:: DATA RECORDS
//! # 3D Camera
//!
//! Fixed-orientation perspective camera for the lessons. The camera looks down
//! -Z from its world position; it may be translated but never rotated, so its
//! view matrix is the inverse of a pure translation.

use crate::foundation::math::{utils, Mat4, MathError, Vec3};
use crate::render::transforms::{perspective_projection_matrix, view_matrix_from_camera};
use crate::render::ParameterError;

/// Perspective camera
///
/// Projection parameters are validated on construction and on every setter,
/// so `projection_matrix` only fails if the public fields are edited by hand
/// into an invalid state.
#[derive(Debug, Clone, PartialEq)]
pub struct Camera {
    /// Camera position in world space
    pub position: Vec3,

    /// Vertical field of view in radians
    pub fov: f32,

    /// Aspect ratio (width / height)
    pub aspect: f32,

    /// Distance to near clipping plane
    pub near: f32,

    /// Distance to far clipping plane
    pub far: f32,
}

impl Camera {
    /// Create a perspective camera
    ///
    /// # Arguments
    /// * `position` - Camera position in world space
    /// * `fov_degrees` - Vertical field of view in degrees
    /// * `aspect` - Aspect ratio (width / height) of the viewport
    /// * `near` - Distance to near clipping plane (must be > 0)
    /// * `far` - Distance to far clipping plane (must be > near)
    pub fn perspective(
        position: Vec3,
        fov_degrees: f32,
        aspect: f32,
        near: f32,
        far: f32,
    ) -> Result<Self, ParameterError> {
        let camera = Self {
            position,
            fov: utils::deg_to_rad(fov_degrees),
            aspect,
            near,
            far,
        };
        camera.projection_matrix()?;
        Ok(camera)
    }

    /// Move the camera
    pub fn set_position(&mut self, position: Vec3) {
        self.position = position;
        log::trace!("Camera position updated to: {:?}", position);
    }

    /// Update the aspect ratio, e.g. after a viewport resize
    pub fn set_aspect_ratio(&mut self, aspect: f32) -> Result<(), ParameterError> {
        if !(aspect > 0.0 && aspect.is_finite()) {
            return Err(ParameterError::InvalidAspectRatio(aspect));
        }
        if approx::abs_diff_ne!(self.aspect, aspect, epsilon = 0.01) {
            log::info!("Camera aspect ratio changed: {:.3} -> {:.3}", self.aspect, aspect);
        }
        self.aspect = aspect;
        Ok(())
    }

    /// World-to-camera transform
    pub fn view_matrix(&self) -> Result<Mat4, MathError> {
        view_matrix_from_camera(&self.position)
    }

    /// Camera-to-clip transform
    pub fn projection_matrix(&self) -> Result<Mat4, ParameterError> {
        perspective_projection_matrix(self.fov, self.aspect, self.near, self.far)
    }
}

impl Default for Camera {
    fn default() -> Self {
        Self {
            position: Vec3::new(0.0, 0.0, 5.0),
            fov: utils::deg_to_rad(50.0),
            aspect: 1.0,
            near: 0.1,
            far: 100.0,
        }
    }
}

#[cfg(test)]
mod tests {
    use super::*;
    use approx::assert_relative_eq;

    #[test]
    fn test_default_camera_is_valid() {
        let camera = Camera::default();
        assert!(camera.projection_matrix().is_ok());
        assert!(camera.view_matrix().is_ok());
    }

    #[test]
    fn test_perspective_converts_degrees() {
        let camera = Camera::perspective(Vec3::zeros(), 90.0, 1.0, 0.1, 10.0).unwrap();
        assert_relative_eq!(camera.fov, std::f32::consts::FRAC_PI_2, epsilon = 1e-6);
    }

    #[test]
    fn test_perspective_rejects_inverted_planes() {
        let result = Camera::perspective(Vec3::zeros(), 60.0, 1.0, 10.0, 0.5);
        assert!(matches!(result, Err(ParameterError::InvalidProjection { .. })));
    }

    #[test]
    fn test_set_aspect_ratio_validates() {
        let mut camera = Camera::default();
        assert!(camera.set_aspect_ratio(16.0 / 9.0).is_ok());
        assert_relative_eq!(camera.aspect, 16.0 / 9.0);
        assert!(camera.set_aspect_ratio(-1.0).is_err());
        assert_relative_eq!(camera.aspect, 16.0 / 9.0);
    }

    #[test]
    fn test_view_matrix_follows_position() {
        let mut camera = Camera::default();
        camera.set_position(Vec3::new(0.0, 2.0, 8.0));
        let view = camera.view_matrix().unwrap();
        assert_relative_eq!(view[(1, 3)], -2.0);
        assert_relative_eq!(view[(2, 3)], -8.0);
    }
}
::::
→ **EXERCISE AIM**:
Every entry is to be transcribed exactly as it stands.

→ **RESPONSE**:
//! # 3D Camera
//!
//! Fixed-orientation perspective camera for the lessons. The camera looks down
//! -Z from its world position; it may be translated but never rotated, so its
//! view matrix is the inverse of a pure translation.

use crate::foundation::math::{utils, Mat4, MathError, Vec3};
use crate::render::transforms::{perspective_projection_matrix, view_matrix_from_camera};
use crate::render::ParameterError;

/// Perspective camera
///
/// Projection parameters are validated on construction and on every setter,
/// so `projection_matrix` only fails if the public fields are edited by hand
/// into an invalid state.
#[derive(Debug, Clone, PartialEq)]
pub struct Camera {
    /// Camera position in world space
    pub position: Vec3,

    /// Vertical field of view in radians
    pub fov: f32,

    /// Aspect ratio (width / height)
    pub aspect: f32,

    /// Distance to near clipping plane
    pub near: f32,

    /// Distance to far clipping plane
    pub far: f32,
}

impl Camera {
    /// Create a perspective camera
    ///
    /// # Arguments
    /// * `position` - Camera position in world space
    /// * `fov_degrees` - Vertical field of view in degrees
    /// * `aspect` - Aspect ratio (width / height) of the viewport
    /// * `near` - Distance to near clipping plane (must be > 0)
    /// * `far` - Distance to far clipping plane (must be > near)
    pub fn perspective(
        position: Vec3,
        fov_degrees: f32,
        aspect: f32,
        near: f32,
        far: f32,
    ) -> Result<Self, ParameterError> {
        let camera = Self {
            position,
            fov: utils::deg_to_rad(fov_degrees),
            aspect,
            near,
            far,
        };
        camera.projection_matrix()?;
        Ok(camera)
    }

    /// Move the camera
    pub fn set_position(&mut self, position: Vec3) {
        self.position = position;
        log::trace!("Camera position updated to: {:?}", position);
    }

    /// Update the aspect ratio, e.g. after a viewport resize
    pub fn set_aspect_ratio(&mut self, aspect: f32) -> Result<(), ParameterError> {
        if !(aspect > 0.0 && aspect.is_finite()) {
            return Err(ParameterError::InvalidAspectRatio(aspect));
        }
        if approx::abs_diff_ne!(self.aspect, aspect, epsilon = 0.01) {
            log::info!("Camera aspect ratio changed: {:.3} -> {:.3}", self.aspect, aspect);
        }
        self.aspect = aspect;
        Ok(())
    }

    /// World-to-camera transform
    pub fn view_matrix(&self) -> Result<Mat4, MathError> {
        view_matrix_from_camera(&self.position)
    }

    /// Camera-to-clip transform
    pub fn projection_matrix(&self) -> Result<Mat4, ParameterError> {
        perspective_projection_matrix(self.fov, self.aspect, self.near, self.far)
    }
}

impl Default for Camera {
    fn default() -> Self {
        Self {
            position: Vec3::new(0.0, 0.0, 5.0),
            fov: utils::deg_to_rad(50.0),
            aspect: 1.0,
            near: 0.1,
            far: 100.0,
        }
    }
}

#[cfg(test)]
mod tests {
    use super::*;
    use approx::assert_relative_eq;

    #[test]
    fn test_default_camera_is_valid() {
        let camera = Camera::default();
        assert!(camera.projection_matrix().is_ok());
        assert!(camera.view_matrix().is_ok());
    }

    #[test]
    fn test_perspective_converts_degrees() {
        let camera = Camera::perspective(Vec3::zeros(), 90.0, 1.0, 0.1, 10.0).unwrap();
        assert_relative_eq!(camera.fov, std::f32::consts::FRAC_PI_2, epsilon = 1e-6);
    }

    #[test]
    fn test_perspective_rejects_inverted_planes() {
        let result = Camera::perspective(Vec3::zeros(), 60.0, 1.0, 10.0, 0.5);
        assert!(matches!(result, Err(ParameterError::InvalidProjection { .. })));
    }

    #[test]
    fn test_set_aspect_ratio_validates() {
        let mut camera = Camera::default();
        assert!(camera.set_aspect_ratio(16.0 / 9.0).is_ok());
        assert_relative_eq!(camera.aspect, 16.0 / 9.0);
        assert!(camera.set_aspect_ratio(-1.0).is_err());
        assert_relative_eq!(camera.aspect, 16.0 / 9.0);
    }

    #[test]
    fn test_view_matrix_follows_position() {
        let mut camera = Camera::default();
        camera.set_position(Vec3::new(0.0, 2.0, 8.0));
        let view = camera.view_matrix().unwrap();
        assert_relative_eq!(view[(1, 3)], -2.0);
        assert_relative_eq!(view[(2, 3)], -8.0);
    }
}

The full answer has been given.